What was advertised in a colonial American newspaper 250 years ago today?

“That Part of Education so universally admired … corresponding by Letter in a polite easy Stile.”
Benjamin Waller taught penmanship and so much more to female pupils in Charleston on the eve of the American Revolution. In an advertisement addressed “TO THE LADIES” in the January 6, 1775, edition of the South-Carolina and American General Gazette, the tutor announced that he “opened a WRITING SCHOOL … for the Benefit of the Fair Sex only.” His students learned “the Italian, or any other Hand,” yet Waller’s lessons extended beyond writing to encompass style. He devoted much of his advertisement to describing the merits of “that Part of Education so universally admired, though very much neglected in this Province, that is, corresponding by Letter in a polite easy Stile.”
Waller likely intended for such an allegation to incite anxiety among many of his prospective pupils. After all, Charleston was one of the largest and most cosmopolitan urban ports in the colonies. The local gentry prided themselves on being as fashionable and genteel as their counterparts in New York and Philadelphia. In addition, they guarded against being considered a backwater outpost when compared to London and other European cities. Some would have been uncomfortable with Waller’s assertion that writing letters “in a Polite easy Stile” was not widely practiced in South Carolina, questioning whether they fell short of the ideal and put their deficiencies on display each time they wrote to family and friends.

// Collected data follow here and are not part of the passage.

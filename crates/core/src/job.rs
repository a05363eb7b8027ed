// SPDX-License-Identifier: BUSL-1.1
// Copyright (c) 2026 Alfred Jean LLC

//! Job entity, state machine, and the lock-status projection (§3, §4.3).

use std::collections::{BTreeMap, BTreeSet};

use chrono::{DateTime, Utc};
use serde::{Deserialize, Serialize};
use thiserror::Error;

use crate::ids::{AppId, BatchJobId, JobId, SessionId};
use crate::owned::Owned;
use crate::UserId;

/// A Job's position in the lifecycle (§4.3). Terminal states are marked in
/// their doc comments.
#[derive(Debug, Clone, Copy, PartialEq, Eq, Hash, Serialize, Deserialize)]
#[serde(rename_all = "SCREAMING_SNAKE_CASE")]
pub enum JobState {
    Created,
    StagedIn,
    AwaitingParents,
    Ready,
    Preprocessed,
    Running,
    Postprocessed,
    RunError,
    RunTimeout,
    RunDone,
    StagedOut,
    /// Terminal.
    JobFinished,
    /// Terminal.
    Failed,
    RestartReady,
}

impl JobState {
    pub fn is_terminal(self) -> bool {
        matches!(self, JobState::JobFinished | JobState::Failed)
    }
}

impl std::fmt::Display for JobState {
    fn fmt(&self, f: &mut std::fmt::Formatter<'_>) -> std::fmt::Result {
        let s = match self {
            JobState::Created => "CREATED",
            JobState::StagedIn => "STAGED_IN",
            JobState::AwaitingParents => "AWAITING_PARENTS",
            JobState::Ready => "READY",
            JobState::Preprocessed => "PREPROCESSED",
            JobState::Running => "RUNNING",
            JobState::Postprocessed => "POSTPROCESSED",
            JobState::RunError => "RUN_ERROR",
            JobState::RunTimeout => "RUN_TIMEOUT",
            JobState::RunDone => "RUN_DONE",
            JobState::StagedOut => "STAGED_OUT",
            JobState::JobFinished => "JOB_FINISHED",
            JobState::Failed => "FAILED",
            JobState::RestartReady => "RESTART_READY",
        };
        write!(f, "{s}")
    }
}

/// Who is initiating a transition. `AWAITING_PARENTS → READY` is engine-only
/// (§4.3); every other accepted transition may originate from a client patch.
#[derive(Debug, Clone, Copy, PartialEq, Eq)]
pub enum TransitionActor {
    Client,
    Engine,
}

#[derive(Debug, Error, PartialEq, Eq)]
#[error("invalid transition {from} -> {to}")]
pub struct InvalidTransition {
    pub from: JobState,
    pub to: JobState,
}

/// Validate a proposed state transition (§4.3). Returns `Ok(())` when `to` is
/// reachable from `from` for the given actor, else `InvalidTransition`.
pub fn validate_transition(
    from: JobState,
    to: JobState,
    actor: TransitionActor,
) -> Result<(), InvalidTransition> {
    use JobState::*;

    let ok = match (from, to) {
        (Created, StagedIn) => true,
        (StagedIn, Ready) => true,
        (StagedIn, AwaitingParents) => true,
        (AwaitingParents, Ready) => actor == TransitionActor::Engine,
        (Ready, Preprocessed) => true,
        // A child-less job's row never leaves `STAGED_IN` (only its LogEvent
        // records the `-> READY` hop, §4.3), so this is the row-level
        // equivalent of `(Ready, Preprocessed)` for that job.
        (StagedIn, Preprocessed) => true,
        (Preprocessed, Running) => true,
        (Running, Postprocessed) => true,
        (Running, RunError) => true,
        (Running, RunTimeout) => true,
        (Running, RunDone) => true,
        (Postprocessed, StagedOut) => true,
        (RunError, StagedOut) => true,
        (RunTimeout, StagedOut) => true,
        (RunDone, StagedOut) => true,
        (StagedOut, JobFinished) => true,
        (RestartReady, Running) => true,
        // Any non-terminal state may fail or be reset to restart-ready.
        (s, Failed) if !s.is_terminal() => true,
        (s, RestartReady) if !s.is_terminal() => true,
        _ => false,
    };

    if ok {
        Ok(())
    } else {
        Err(InvalidTransition { from, to })
    }
}

/// A human-readable projection of a Job's current state plus whether a
/// Session holds it (§3 "Lock status", glossary). Computed, never stored.
#[derive(Debug, Clone, PartialEq, Eq, Serialize, Deserialize)]
#[serde(rename_all = "snake_case")]
pub enum LockStatus {
    Unlocked,
    Preprocessing,
    AcquiredByLauncher,
    Running,
    StagingOut,
    Locked,
}

impl LockStatus {
    pub fn derive(state: JobState, is_leased: bool) -> LockStatus {
        if !is_leased {
            return LockStatus::Unlocked;
        }
        match state {
            JobState::StagedIn | JobState::Ready => LockStatus::Preprocessing,
            JobState::Preprocessed => LockStatus::AcquiredByLauncher,
            JobState::Running | JobState::RestartReady => LockStatus::Running,
            JobState::Postprocessed
            | JobState::RunError
            | JobState::RunTimeout
            | JobState::RunDone
            | JobState::StagedOut => LockStatus::StagingOut,
            _ => LockStatus::Locked,
        }
    }
}

/// Resource hints a launcher uses for node-resource bin-packing (§4.4).
#[derive(Debug, Clone, PartialEq, Serialize, Deserialize)]
pub struct ResourceHints {
    #[serde(default = "default_ranks_per_node")]
    pub ranks_per_node: u32,
    #[serde(default = "default_one")]
    pub threads_per_rank: u32,
    #[serde(default = "default_one")]
    pub node_packing_count: u32,
    #[serde(default)]
    pub wall_time_min: u32,
    #[serde(default)]
    pub gpus_per_rank: u32,
    #[serde(default)]
    pub launch_params: String,
}

fn default_ranks_per_node() -> u32 {
    1
}
fn default_one() -> u32 {
    1
}

impl Default for ResourceHints {
    fn default() -> Self {
        Self {
            ranks_per_node: 1,
            threads_per_rank: 1,
            node_packing_count: 1,
            wall_time_min: 0,
            gpus_per_rank: 0,
            launch_params: String::new(),
        }
    }
}

/// An individual computation instance scheduled against an App (§3).
#[derive(Debug, Clone, Serialize, Deserialize)]
pub struct Job {
    pub id: JobId,
    pub owner_id: UserId,
    pub app_ref: AppId,
    /// Relative path, unique per site.
    pub workdir: String,
    #[serde(default)]
    pub parameters: BTreeMap<String, String>,
    #[serde(default)]
    pub tags: BTreeMap<String, String>,
    #[serde(default)]
    pub resources: ResourceHints,
    #[serde(default)]
    pub parents: BTreeSet<JobId>,
    pub state: JobState,
    /// Transient on write; not persisted (§4.3, §9). Always empty on read.
    #[serde(default)]
    pub state_message: String,
    /// Transient on write; not persisted (§4.3, §9). Always `None` on read.
    #[serde(default)]
    pub state_timestamp: Option<DateTime<Utc>>,
    pub last_update: DateTime<Utc>,
    pub batch_job_ref: Option<BatchJobId>,
    pub session_ref: Option<SessionId>,
    pub return_code: Option<i32>,
    /// True when `batch_job_ref` was set implicitly by `acquire` (§4.4 rule
    /// 5) rather than by an explicit client patch — only these bindings are
    /// cleared on session release/expiry.
    #[serde(default)]
    pub batch_job_bound_by_session: bool,
    /// Opaque client payload carried on bulk_update's `data` field.
    #[serde(default)]
    pub data: serde_json::Value,
}

impl Job {
    pub fn lock_status(&self) -> LockStatus {
        LockStatus::derive(self.state, self.session_ref.is_some())
    }

    pub fn is_leased(&self) -> bool {
        self.session_ref.is_some()
    }
}

impl Owned for Job {
    fn owner_id(&self) -> &UserId {
        &self.owner_id
    }
}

Those were not the only stakes. Waller deployed a series of questions to illustrate what prospective pupils would gain from his instruction: “What Exstacy does a Letter wrote from Children to parents, or from one Friend to another, raise in their Breast if there appears Simplicity with elevated Sentiments? What transporting Pleasure must as Man feel while reading kind Expressions from his lovely Consort’s Pen? What an Impression does every Sentence leave on the Heart, endearing the Writer to the Receiver.” Writing letters, Waller argued, was not merely a skill but an art, just as much as the drawing and painting lessons advertised by other tutors. Women who were truly genteel could not take knowing how to write for granted; they also needed guidance, Waller suggested, in forming their thoughts and expressing them gracefully.